Artist Talk – Emmet Cohen
Pianist Emmet Cohen discussed his Masters Legacy Series recordings with Frank Alkyer. The first volume featured drummer Jimmy Cobb, and it was dedicated to him. The series was born because Emmet wanted to bridge the gap that existed between the oldest generation of jazz musicians and the youngest. He wanted to bring the elder statesmen together with up-and-coming artists. Emmet and Jimmy met in the New York jazz club scene, as well as at The New School, and they developed a friendship. Now, they are neighbors in New York, and often perform together. Of Cobb, Emmett said, “He’s jazz royalty. He’s a legend.” He also said that Jimmy has strength and clarity, and he gives it everything he’s got. Emmet said he gets emotional when he thinks about all the places Cobb has been, and the things he’s done. Emmet declared that his playing has changed and grown since playing with Jimmy. He also talked about how every gig is different, which he thinks is good, because it keeps things fresh. Don Braden chimed in and imparted that he once asked Jimmy how he aged so well. Cobb said it was because he never took drugs, and all his colleagues who took drugs are gone. Emmet Cohen is part of the future of jazz, but he’s also doing the important work of preserving the genre’s history.

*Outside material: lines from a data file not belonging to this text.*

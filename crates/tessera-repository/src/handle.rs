//! Database connection handle management.

use bson::{doc, Document};
use mongodb::options::ClientOptions;
use mongodb::{Client, Collection, Database};
use tessera_config::DatabaseConfig;
use tessera_core::{TesseraError, TesseraResult};
use tracing::{info, warn};

/// Shared handle to a MongoDB client and its configured database.
///
/// The driver maintains its own connection pool; one handle is shared by
/// every DAO through an `Arc`.
#[derive(Clone)]
pub struct DatabaseHandle {
    client: Client,
    database: Database,
}

impl DatabaseHandle {
    /// Connects to MongoDB using the given configuration.
    pub async fn connect(config: &DatabaseConfig) -> TesseraResult<Self> {
        info!("Connecting to MongoDB...");

        let mut options = ClientOptions::parse(&config.uri).await.map_err(|e| {
            warn!("Failed to parse MongoDB connection string: {}", e);
            TesseraError::Database(format!("Invalid connection string: {}", e))
        })?;

        options.app_name = Some(config.app_name.clone());
        options.min_pool_size = Some(config.min_pool_size);
        options.max_pool_size = Some(config.max_pool_size);
        options.connect_timeout = Some(config.connect_timeout());
        options.server_selection_timeout = Some(config.connect_timeout());

        let client = Client::with_options(options)
            .map_err(|e| TesseraError::Database(format!("Failed to create client: {}", e)))?;
        let database = client.database(&config.database);

        info!("MongoDB connection established");
        Ok(Self { client, database })
    }

    /// Returns the configured database.
    #[must_use]
    pub fn database(&self) -> &Database {
        &self.database
    }

    /// Returns a handle to the named collection.
    #[must_use]
    pub fn collection(&self, name: &str) -> Collection<Document> {
        self.database.collection::<Document>(name)
    }

    /// Checks if the database connection is healthy.
    pub async fn health_check(&self) -> TesseraResult<()> {
        self.database
            .run_command(doc! { "ping": 1 })
            .await
            .map_err(|e| TesseraError::Database(format!("Health check failed: {}", e)))?;
        Ok(())
    }

    /// Shuts down the client and its connection pool.
    pub async fn shutdown(self) {
        info!("Closing MongoDB connection pool...");
        self.client.shutdown().await;
        info!("MongoDB connection pool closed");
    }
}

impl std::fmt::Debug for DatabaseHandle {
    fn fmt(&self, f: &mut std::fmt::Formatter<'_>) -> std::fmt::Result {
        f.debug_struct("DatabaseHandle")
            .field("database", &self.database.name())
            .finish_non_exhaustive()
    }
}
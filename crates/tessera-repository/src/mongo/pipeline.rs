//! Aggregation pipeline construction for list operations.
//!
//! Every aggregation list emits the same deterministic stage sequence:
//! `$unset _id` → `$match` (scoped filter) → `$lookup`… → optional
//! `$sort` → optional `$skip`/`$limit`. Report-style pipelines insert
//! `$group`/`$project` stages between the match and the lookups.

use bson::{doc, Document};
use tessera_core::fields;

/// A join stage attaching related-collection rows to each result row.
///
/// The joined sub-documents are projected through an inner pipeline that
/// removes store-internal fields (`_id`, audit timestamps, the delete
/// flag, the tenant key) plus any explicitly hidden fields such as
/// secrets.
#[derive(Debug, Clone)]
pub struct LookupSpec {
    from: &'static str,
    local_field: String,
    foreign_field: &'static str,
    as_field: &'static str,
    hidden_fields: Vec<&'static str>,
}

impl LookupSpec {
    /// Creates a lookup joining `from.foreign_field` to `local_field`.
    #[must_use]
    pub fn new(
        from: &'static str,
        local_field: impl Into<String>,
        foreign_field: &'static str,
        as_field: &'static str,
    ) -> Self {
        Self {
            from,
            local_field: local_field.into(),
            foreign_field,
            as_field,
            hidden_fields: Vec::new(),
        }
    }

    /// Hides an additional field from the joined sub-documents.
    #[must_use]
    pub fn hide(mut self, field: &'static str) -> Self {
        self.hidden_fields.push(field);
        self
    }

    /// Renders the `$lookup` stage.
    #[must_use]
    pub fn stage(&self) -> Document {
        let mut projection = doc! {
            fields::DOC_ID: 0,
            fields::IS_DELETED: 0,
            fields::CREATED_AT: 0,
            fields::UPDATED_AT: 0,
            fields::BUSINESS_ID: 0,
        };
        for field in &self.hidden_fields {
            projection.insert(*field, 0);
        }

        doc! {
            "$lookup": {
                "from": self.from,
                "localField": self.local_field.as_str(),
                "foreignField": self.foreign_field,
                "as": self.as_field,
                "pipeline": [ { "$project": projection } ],
            }
        }
    }
}

/// Builder for the list aggregation pipeline.
#[derive(Debug, Clone)]
pub struct ListPipeline {
    stages: Vec<Document>,
}

impl ListPipeline {
    /// Starts a pipeline; the leading stage drops the store-internal `_id`.
    #[must_use]
    pub fn new() -> Self {
        Self {
            stages: vec![doc! { "$unset": fields::DOC_ID }],
        }
    }

    /// Appends the `$match` stage for the scoped filter.
    #[must_use]
    pub fn match_stage(mut self, filter: Document) -> Self {
        self.stages.push(doc! { "$match": filter });
        self
    }

    /// Appends a join stage.
    #[must_use]
    pub fn lookup(mut self, spec: &LookupSpec) -> Self {
        self.stages.push(spec.stage());
        self
    }

    /// Appends a `$group` stage.
    #[must_use]
    pub fn group(mut self, spec: Document) -> Self {
        self.stages.push(doc! { "$group": spec });
        self
    }

    /// Appends a `$project` stage.
    #[must_use]
    pub fn project(mut self, spec: Document) -> Self {
        self.stages.push(doc! { "$project": spec });
        self
    }

    /// Appends a `$sort` stage when a sort document is present.
    #[must_use]
    pub fn sort(mut self, sort: Option<Document>) -> Self {
        if let Some(sort) = sort {
            self.stages.push(doc! { "$sort": sort });
        }
        self
    }

    /// Appends `$skip`/`$limit` stages; each only when positive.
    #[must_use]
    pub fn paginate(mut self, skip: i64, limit: i64) -> Self {
        if skip > 0 {
            self.stages.push(doc! { "$skip": skip });
        }
        if limit > 0 {
            self.stages.push(doc! { "$limit": limit });
        }
        self
    }

    /// Returns the ordered stage list.
    #[must_use]
    pub fn build(self) -> Vec<Document> {
        self.stages
    }
}

impl Default for ListPipeline {
    fn default() -> Self {
        Self::new()
    }
}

Jingle & Mingle 2018 is a special evening of great music, great food and drink, and an opportunity to help young, aspiring musicians. This event will allow you to enjoy the fabulous music of bassist/vocalist Nicki Parrott (former member of the Les Paul Trio) and support the Litchfield Jazz Camp at the same time! Top Jazz Camp students will join Nicki to perform, so the audience will be treated to great music, a cocktail party, and dinner. The festivities will take place on December 15, from 7:00 to 10:00 pm, at the Litchfield Community Center. The cost for this fundraiser is $85 per person. Last year’s Jingle & Mingle was sold out, so get your tickets early!
One of the best things about the Litchfield Jazz Festival is how it brings different generations of jazz musicians together in a relaxed atmosphere. All the action is on just two stages – the Main Stage and the Student Stage. Most of the schedule does not overlap, so there’s no need to rush from stage to stage. There are also lots of great vendors of food and art on the scene, including renowned Connecticut painter Chris Osborne, and multi-media artist Danielle Mailer, who’ve both done official t-shirts for LJF. Between the great music and the mellow vibe, Litchfield is one of the coolest jazz fests around.